Professor Bill Milne, who will be part of the Centre’s management group, said:  “Graphene has amazing fundamental properties but at the moment we cannot produce it in a perfect form over large areas. Our first aim is to look at ways of making graphene that ensure it is still useful at the end of the process. We have to find modes of production that are consistently effective – and there is still a lot of work to be done in this respect.”

One such project, led by Dr Stephan Hofmann, a Reader and specialist in nanotechnology, will look specifically at the manufacturability of graphene and other, layered, 2D materials. At the moment, sheets of graphene that are just one atom thick are difficult to grow in a controllable manner, manipulate, or connect with other materials.

Dr Hofmann’s research team will focus on a growth method called chemical vapour deposition (CVD), which has already opened up other materials, such as diamond, carbon nanotubes and gallium nitride, to industrial scale production.

“The process technology will open up new horizons for nanomaterials, built layer by layer, which means that it could lead to an amazing range of future devices and applications,” Dr Hofmann said.
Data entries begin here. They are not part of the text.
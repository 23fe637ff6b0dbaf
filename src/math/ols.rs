//! Weighted least squares solver.
//!
//! Every fit in this tool is a small linear regression problem:
//!
//! ```text
//! minimize Σ w_i (y_i - x_i^T β)^2
//! ```
//!
//! Rows are scaled by `sqrt(w_i)` and the resulting ordinary least squares
//! problem is solved with an SVD. The SVD also gives us a condition check, so a
//! degenerate design (e.g. every `x` identical) is rejected instead of
//! producing a minimum-norm answer that looks like a real fit.

use nalgebra::{DMatrix, DVector};

/// Smallest accepted ratio between the smallest and largest singular value.
const MIN_CONDITION_RATIO: f64 = 1e-12;

/// Solution of a weighted least squares problem.
#[derive(Debug, Clone)]
pub struct LeastSquares {
    pub beta: DVector<f64>,
    /// `(Xᵀ W X)⁻¹`, the parameter covariance for absolute weights.
    pub normal_inverse: DMatrix<f64>,
    /// Weighted residual sum of squares `Σ w_i r_i²`.
    pub chi2: f64,
}

/// Solve a weighted least squares problem.
///
/// Returns `None` if the shapes disagree, a weight is not finite and positive,
/// or the design is too ill-conditioned to solve.
pub fn weighted_least_squares(
    design: &DMatrix<f64>,
    y: &DVector<f64>,
    weights: &DVector<f64>,
) -> Option<LeastSquares> {
    let n = design.nrows();
    let p = design.ncols();
    if n < p || y.len() != n || weights.len() != n {
        return None;
    }
    if weights.iter().any(|w| !(w.is_finite() && *w > 0.0)) {
        return None;
    }

    let sqrt_w = weights.map(f64::sqrt);
    let a = DMatrix::from_fn(n, p, |i, j| design[(i, j)] * sqrt_w[i]);
    let b = y.component_mul(&sqrt_w);

    let svd = a.clone().svd(true, true);
    let s_max = svd.singular_values.max();
    let s_min = svd.singular_values.min();
    if !(s_max.is_finite() && s_max > 0.0) || s_min / s_max < MIN_CONDITION_RATIO {
        return None;
    }

    let beta = svd.solve(&b, s_max * f64::EPSILON).ok()?;
    if !beta.iter().all(|v| v.is_finite()) {
        return None;
    }

    let normal_inverse = (a.transpose() * &a).try_inverse()?;
    let chi2 = (&b - &a * &beta).norm_squared();

    Some(LeastSquares {
        beta,
        normal_inverse,
        chi2,
    })
}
The Government funding for the Centre is complemented by strong industrial support, worth an additional £13 million, from over 20 partners, including Nokia, Dyson, Plastic Logic, Philips and BaE systems. A further £11M of European Research Council funding will support activities with the Graphene Institute in Manchester, and Lancaster University.

Its work will focus on taking graphene from a state of raw potential to a point where it can revolutionise flexible, wearable and transparent electronics. The Centre will target the manufacture of graphene on an industrial scale, and applications in the areas of flexible electronics, energy, connectivity and optoelectronics.

Professor Yang Hao, of Queen Mary, University of London, will lead Centre activities targeting connectivity, so that graphene can be integrated into networked devices, with the ultimate vision of creating an “internet of things”.

Professor Clare Grey, from Cambridge’s Department of Chemistry, will lead the activities targeting the use of graphene in super-capacitors and batteries for energy storage. The research could, ultimately, provide a more effective energy storage for electric vehicles, storage on the grid, as well as boosting the energy storage possibilities of personal devices such as MP3 players and mobile phones.